Note to Self: Comment on Richard Baldwin: The Globotics Upheaval: Globalization, Robotics, and the Future of Work: Start from the observation the the human brain is a massively-parallel supercomputer that fits inside a breadbox and draws 50 watts of power.

For 6,000 years, since the domestication of the horse, human backs, human thighs, and human fingers have becoming less powerful as sources of economic value, as animals and machines have increasingly competed with and substituted for them. Up until recently, however, every domesticated animal every machine had required a microprocessor. And the highly-productive decentralized societal division of labor of enormous extent created huge and increasing amounts of need for white-collar information processing: the accounting, control, transmission of information, and purveyance of misinformation jobs that are most of what people like us here do. Thus while human backs and thighs and fingers became less powerful as sources of economic value as time passed, human brains become more valuable. But now we have robots which contain their own microprocessors, and software 'bots that handle huge amounts of the white-collar information processing. So the job-creating aspects of technological creative destruction are now open to question

From this standpoint, we can worry along either of two dimensions:

  1. We can worry that right now we are about to have another wave of globalization—which Richard Baldwin calls "Telemigration" and "'Botic Process Automation"—that is going to expose not just manufacturing jobs but any job that can be done through a computer screen or with teleoperated waldoes to global competition. This will hit a world of absolutely enormous and extraordinary income and wealth inequality. And the shock to wages of workers around the globe will be world-shaking.

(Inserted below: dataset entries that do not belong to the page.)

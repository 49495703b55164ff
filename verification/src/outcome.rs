//! Pass/fail decision for a capture attempt.
//!
//! No analysis happens: the first attempt of every session is rejected and any
//! later attempt passes. The threshold is fixed at [`FORCED_FAILURES`].

use serde::{Deserialize, Serialize};
use std::fmt;

/// Attempts that are rejected before one may pass.
pub const FORCED_FAILURES: u32 = 1;

#[derive(Clone, Copy, Debug, PartialEq, Eq, Hash, Serialize, Deserialize)]
#[serde(rename_all = "snake_case")]
pub enum RejectReason {
    SilhouetteMismatch,
}

impl RejectReason {
    pub fn user_message(&self) -> &'static str {
        match self {
            Self::SilhouetteMismatch => {
                "Biometric anomaly: silhouette mismatch. Please ensure only your face is visible."
            }
        }
    }
}

impl fmt::Display for RejectReason {
    fn fmt(&self, f: &mut fmt::Formatter<'_>) -> fmt::Result {
        match self {
            Self::SilhouetteMismatch => f.write_str("silhouette mismatch"),
        }
    }
}

#[derive(Clone, Copy, Debug, PartialEq, Eq)]
pub enum CaptureOutcome {
    Rejected(RejectReason),
    Verified,
}

#[derive(Clone, Copy, Debug, Default)]
pub struct OutcomePolicy;

impl OutcomePolicy {
    /// Decide a capture given the number of attempts completed before it.
    pub fn decide(&self, attempt_count: u32) -> CaptureOutcome {
        if attempt_count < FORCED_FAILURES {
            CaptureOutcome::Rejected(RejectReason::SilhouetteMismatch)
        } else {
            CaptureOutcome::Verified
        }
    }
}

#[cfg(test)]
mod tests {
    use super::*;

    #[test]
    fn first_attempt_is_rejected() {
        assert_eq!(
            OutcomePolicy.decide(0),
            CaptureOutcome::Rejected(RejectReason::SilhouetteMismatch)
        );
    }

    #[test]
    fn later_attempts_pass() {
        for attempts in 1..5 {
            assert_eq!(OutcomePolicy.decide(attempts), CaptureOutcome::Verified);
        }
    }
}
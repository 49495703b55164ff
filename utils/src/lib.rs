//! Shared utilities for soulcheck.

pub mod logging;
pub mod time;

pub use logging::{init_logging, init_tracing, LogFormat, UnknownLogFormat};
pub use time::format_millis;
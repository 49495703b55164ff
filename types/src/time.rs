//! Timestamp type used by the timer queue and the session driver.
//!
//! Timestamps are milliseconds on a monotonic, session-local clock. They start
//! at zero and carry no relation to wall-clock time.

use serde::{Deserialize, Serialize};
use std::fmt;

/// A point on the session clock, in milliseconds.
#[derive(Clone, Copy, Debug, Default, PartialEq, Eq, PartialOrd, Ord, Hash, Serialize, Deserialize)]
pub struct Timestamp(u64);

impl Timestamp {
    /// Time zero.
    pub const ZERO: Self = Self(0);

    pub fn new(millis: u64) -> Self {
        Self(millis)
    }

    pub fn as_millis(&self) -> u64 {
        self.0
    }

    /// This timestamp shifted forward by `millis`, saturating at `u64::MAX`.
    pub fn after(&self, millis: u64) -> Self {
        Self(self.0.saturating_add(millis))
    }

    /// Milliseconds elapsed since this timestamp (relative to `now`).
    pub fn elapsed_since(&self, now: Timestamp) -> u64 {
        now.0.saturating_sub(self.0)
    }
}

impl fmt::Display for Timestamp {
    fn fmt(&self, f: &mut fmt::Formatter<'_>) -> fmt::Result {
        write!(f, "{}ms", self.0)
    }
}

#[cfg(test)]
mod tests {
    use super::*;

    #[test]
    fn after_saturates() {
        assert_eq!(Timestamp::new(u64::MAX - 1).after(10).as_millis(), u64::MAX);
    }

    #[test]
    fn display_uses_millis() {
        assert_eq!(Timestamp::new(1500).to_string(), "1500ms");
    }
}
//! Simulated camera hardware for the wizard.

use soulcheck_camera::{AcquisitionError, CaptureDevice, DisplaySink, StreamId, VideoStream};

/// Hands out numbered streams, or refuses permission when told to.
#[derive(Debug, Default)]
pub struct SimulatedCamera {
    deny: bool,
    next_stream: u64,
    open: usize,
}

impl SimulatedCamera {
    pub fn new(deny: bool) -> Self {
        Self {
            deny,
            next_stream: 1,
            open: 0,
        }
    }

    /// Streams opened and not yet stopped.
    pub fn open_streams(&self) -> usize {
        self.open
    }
}

impl CaptureDevice for SimulatedCamera {
    fn request_video_stream(&mut self) -> Result<VideoStream, AcquisitionError> {
        if self.deny {
            tracing::debug!("simulated user denied camera permission");
            return Err(AcquisitionError::PermissionDenied);
        }
        let id = StreamId(self.next_stream);
        self.next_stream += 1;
        self.open += 1;
        tracing::debug!(stream = %id, "simulated stream opened");
        Ok(VideoStream::new(id))
    }

    fn stop_stream(&mut self, stream: VideoStream) {
        self.open = self.open.saturating_sub(1);
        tracing::debug!(stream = %stream.id(), "simulated stream stopped");
    }
}

/// Stands in for the on-screen preview element.
#[derive(Debug, Default)]
pub struct TerminalPreview {
    showing: Option<StreamId>,
}

impl TerminalPreview {
    pub fn showing(&self) -> Option<StreamId> {
        self.showing
    }
}

impl DisplaySink for TerminalPreview {
    fn attach(&mut self, stream: &VideoStream) {
        self.showing = Some(stream.id());
    }

    fn detach(&mut self, stream: &VideoStream) {
        if self.showing == Some(stream.id()) {
            self.showing = None;
        }
    }
}

#[cfg(test)]
mod tests {
    use super::*;
    use soulcheck_camera::CameraResource;

    #[test]
    fn preview_follows_stream() {
        let mut camera = CameraResource::new(SimulatedCamera::new(false), TerminalPreview::default());
        let mut handle = Some(camera.acquire().unwrap());
        assert_eq!(camera.sink().showing(), Some(StreamId(1)));
        assert_eq!(camera.device().open_streams(), 1);

        camera.release(&mut handle);
        assert_eq!(camera.sink().showing(), None);
        assert_eq!(camera.device().open_streams(), 0);
    }

    #[test]
    fn denied_camera() {
        let mut device = SimulatedCamera::new(true);
        assert_eq!(
            device.request_video_stream().unwrap_err(),
            AcquisitionError::PermissionDenied
        );
    }
}
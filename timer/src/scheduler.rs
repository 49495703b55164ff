//! The scheduling capability consumed by the session driver.

use soulcheck_types::Timestamp;
use std::fmt;

/// Identifies one scheduled timer. Never reused within a scheduler.
#[derive(Clone, Copy, Debug, PartialEq, Eq, PartialOrd, Ord, Hash)]
pub struct TimerHandle(u64);

impl TimerHandle {
    pub fn new(id: u64) -> Self {
        Self(id)
    }

    pub fn id(&self) -> u64 {
        self.0
    }
}

impl fmt::Display for TimerHandle {
    fn fmt(&self, f: &mut fmt::Formatter<'_>) -> fmt::Result {
        write!(f, "timer#{}", self.0)
    }
}

/// A timer whose deadline has been reached.
#[derive(Clone, Debug, PartialEq, Eq)]
pub struct Expired<K> {
    pub handle: TimerHandle,
    pub deadline: Timestamp,
    pub kind: K,
}

/// Schedule-after-delay and cancel-before-fire.
pub trait Scheduler<K> {
    /// Schedule `kind` to expire `delay_ms` after `now`.
    fn schedule(&mut self, now: Timestamp, delay_ms: u64, kind: K) -> TimerHandle;

    /// Cancel a pending timer. Returns false if it already fired or was cancelled.
    fn cancel(&mut self, handle: TimerHandle) -> bool;

    /// Deadline of the earliest pending timer.
    fn next_deadline(&mut self) -> Option<Timestamp>;

    /// Remove and return the earliest timer whose deadline is at or before `now`.
    ///
    /// Timers with equal deadlines come out in scheduling order.
    fn pop_expired(&mut self, now: Timestamp) -> Option<Expired<K>>;

    /// Number of timers scheduled and not yet fired or cancelled.
    fn pending(&self) -> usize;
}
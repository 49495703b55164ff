//! Cancellable timers for the liveness flow.
//!
//! Timers are one-shot and carry a payload `K` describing what should happen
//! when they expire. Nothing here invokes callbacks: the owner polls
//! [`Scheduler::pop_expired`] and dispatches the payload itself, which keeps the
//! state machine free of closures borrowing it.
//!
//! - [`TimerQueue`]: deadline-ordered queue, the production scheduler.
//! - [`TimerSlot`]: holds at most one outstanding timer, cancelling the previous
//!   one before arming a new one.

pub mod queue;
pub mod scheduler;
pub mod slot;

pub use queue::TimerQueue;
pub use scheduler::{Expired, Scheduler, TimerHandle};
pub use slot::TimerSlot;
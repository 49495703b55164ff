//! Evidence that a session reached `verified`.

use soulcheck_types::Timestamp;

/// Required by profile submission. Only this crate can construct one, and it
/// only does so for a verified session.
#[derive(Clone, Debug, PartialEq, Eq)]
pub struct VerifiedProof {
    attempts: u32,
    verified_at: Timestamp,
}

impl VerifiedProof {
    pub(crate) fn new(attempts: u32, verified_at: Timestamp) -> Self {
        Self {
            attempts,
            verified_at,
        }
    }

    /// Capture attempts made, including the successful one.
    pub fn attempts(&self) -> u32 {
        self.attempts
    }

    pub fn verified_at(&self) -> Timestamp {
        self.verified_at
    }
}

  2. Or we can go worry by reflecting on the fact that a horse is an extremely powerful, very intelligent, good natured, socially-cooperative herd animal that has been of great use to humans for 6,000 years. Up until the 1920s, if there was a horse in America, there was a us4e gor the horse—a job it could do that was worth much more than its feed. But in the 1920s we hit peak horse. Since then, the marginal horse that is born is worth more as dog food than as its highly-intelligent, very-cooperative, very-powerful, easily-socialized and agreeable domesticated animal self.

The first, I think, is a 20-year worry. The second, I think, is a 100-year worry.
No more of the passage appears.